The postcards to Joe stopped. All conversation stopped. Once he was home, no one seemed to have anything left to say.

Joe couldn't sleep through the night, or hold his niece, or steer clear of the drugs that kept his balance. He got a job he went to from time to time. He booked two flights to visit friends. He couldn't get himself on either one. It would be months before he could tolerate anti-war sentiments in any form.

July 6th, 2004: It is impossible to be against the war but for the soldier. The war is in the soldiers who fight it. Joe.

Joe still had several months of service left, but his tour in Iraq was complete.
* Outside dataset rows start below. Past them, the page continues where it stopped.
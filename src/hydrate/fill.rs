use std::ops::ControlFlow;
use std::sync::Arc;

use super::cache::{FieldCache, Hydrate, MemberMap};
use super::coerce::{Coercible, CoercionEngine};
use super::record::Record;
use crate::driver::Cursor;
use crate::error::Result;
use crate::value::Value;

/// Maps rows onto typed values using a member cache and a coercion engine.
#[derive(Debug, Clone)]
pub struct Hydrator {
    cache: Arc<FieldCache>,
    engine: Arc<CoercionEngine>,
}

impl Default for Hydrator {
    fn default() -> Self {
        Self::new(FieldCache::global(), CoercionEngine::standard())
    }
}

// For each column, the member it fills. A member takes its first matching column.
struct Plan<T> {
    members: Arc<MemberMap<T>>,
    targets: Vec<Option<usize>>,
}

impl<T: Hydrate> Plan<T> {
    fn new(members: Arc<MemberMap<T>>, columns: &[String]) -> Self {
        let mut claimed = vec![false; members.len()];
        let targets = columns
            .iter()
            .map(|column| {
                let index = members.position(column)?;
                if claimed[index] {
                    return None;
                }
                claimed[index] = true;
                Some(index)
            })
            .collect();
        Self { members, targets }
    }
}

impl Hydrator {
    pub fn new(cache: Arc<FieldCache>, engine: Arc<CoercionEngine>) -> Self {
        Self { cache, engine }
    }
    pub fn cache(&self) -> &Arc<FieldCache> {
        &self.cache
    }
    pub fn engine(&self) -> &Arc<CoercionEngine> {
        &self.engine
    }
    fn plan<T: Hydrate>(&self, columns: &[String]) -> Plan<T> {
        Plan::new(self.cache.members::<T>(), columns)
    }
    fn fill_planned<T: Hydrate>(&self, plan: &Plan<T>, values: &[Value]) -> T {
        let mut target = T::default();
        for (target_member, raw) in plan.targets.iter().zip(values) {
            let member = match target_member {
                Some(index) => &plan.members.members()[*index],
                None => continue,
            };
            if let Some(value) = self.engine.coerce(member.kind(), raw.clone()) {
                member.assign(&mut target, value);
            }
        }
        target
    }

    /// Fills a fresh `T` from one row. Unmatched members keep their default.
    pub fn fill_one<T: Hydrate>(&self, columns: &[String], values: &[Value]) -> T {
        let plan = self.plan::<T>(columns);
        self.fill_planned(&plan, values)
    }
    /// The first column of a row, coerced to `V`.
    pub fn scalar<V: Coercible>(&self, values: &[Value]) -> Option<V> {
        let raw = values.first()?.clone();
        V::from_value(self.engine.coerce(V::KIND, raw)?)
    }
    pub fn record(&self, columns: &[String], values: &[Value]) -> Record {
        Record::with_engine(columns.to_vec(), values.to_vec(), self.engine.clone())
    }

    pub fn fill_many<T: Hydrate>(&self, cursor: &mut dyn Cursor) -> Result<Vec<T>> {
        let mut filled = Vec::new();
        self.for_each::<T, _>(cursor, |item| {
            filled.push(item);
            ControlFlow::Continue(())
        })?;
        Ok(filled)
    }
    pub fn records(&self, cursor: &mut dyn Cursor) -> Result<Vec<Record>> {
        let columns = cursor.columns().to_vec();
        let mut records = Vec::new();
        while let Some(row) = cursor.next_row()? {
            records.push(self.record(&columns, row));
        }
        Ok(records)
    }
    /// Hands each filled row to `f` until the cursor is exhausted or `f`
    /// breaks. Returns the number of rows handed over.
    pub fn for_each<T, F>(&self, cursor: &mut dyn Cursor, mut f: F) -> Result<usize>
    where
        T: Hydrate,
        F: FnMut(T) -> ControlFlow<()>,
    {
        let plan = self.plan::<T>(cursor.columns());
        let mut count = 0;
        while let Some(row) = cursor.next_row()? {
            count += 1;
            if f(self.fill_planned(&plan, row)).is_break() {
                break;
            }
        }
        Ok(count)
    }
}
He wouldn't ever have to go back.

July 8th 2004: I'm pro this war, but against almost everything else Bush stands for: his position on stem cell research, gay marriage, the list goes on. Kansas City is now setting records for mercury-related birth defects and brain damage. We can't fish in our streams. I'm not a Republican. But every time I see marines or soldiers on patrol on television, I feel as though I need to be there. I can do that job. I could make a difference in combat.

A year to the day that he returned home, on a Tuesday afternoon, I received an email from Joe telling me he'd been transferred to a California base for the week. I asked for his address, begged my boss for the day off work, and drove 130 miles deep in the nowhere desert.

After six years apart, we sat face to face again, an endless stream of questions and answers over one shared Hefeweizen. He showed me Blackhawks and tanks and joked about how the desolate army base was just like Disneyland, only cheaper.

It was only at the end of the day, when he took me back to his barracks, that I saw a line of duffel bags packed to leave in the morning. It's only a year, he told me. When I'm back from Iraq… He didn't finish the sentence.

I watched him reach into his uniform pocket and hand me the worn pages of The Onion excerpts and TV Guide listings I'd sent him years ago, barely legible. He saved everything, he said, and seemed relieved I didn't draw attention to his hands that shook when he said the "Postcard Campaign" was one of the coolest things that ever happened to him. He asked me, for the first time since the day we met, what I was thinking.

I didn't tell him I wanted him to stay. I didn't tell him I was terrified that the one thing I did to give him a reason to come home just might be a reason he was going back. Instead, I looked at him and asked, "What are you thinking?" He handed me his army jacket, hugged me twice, and said goodbye.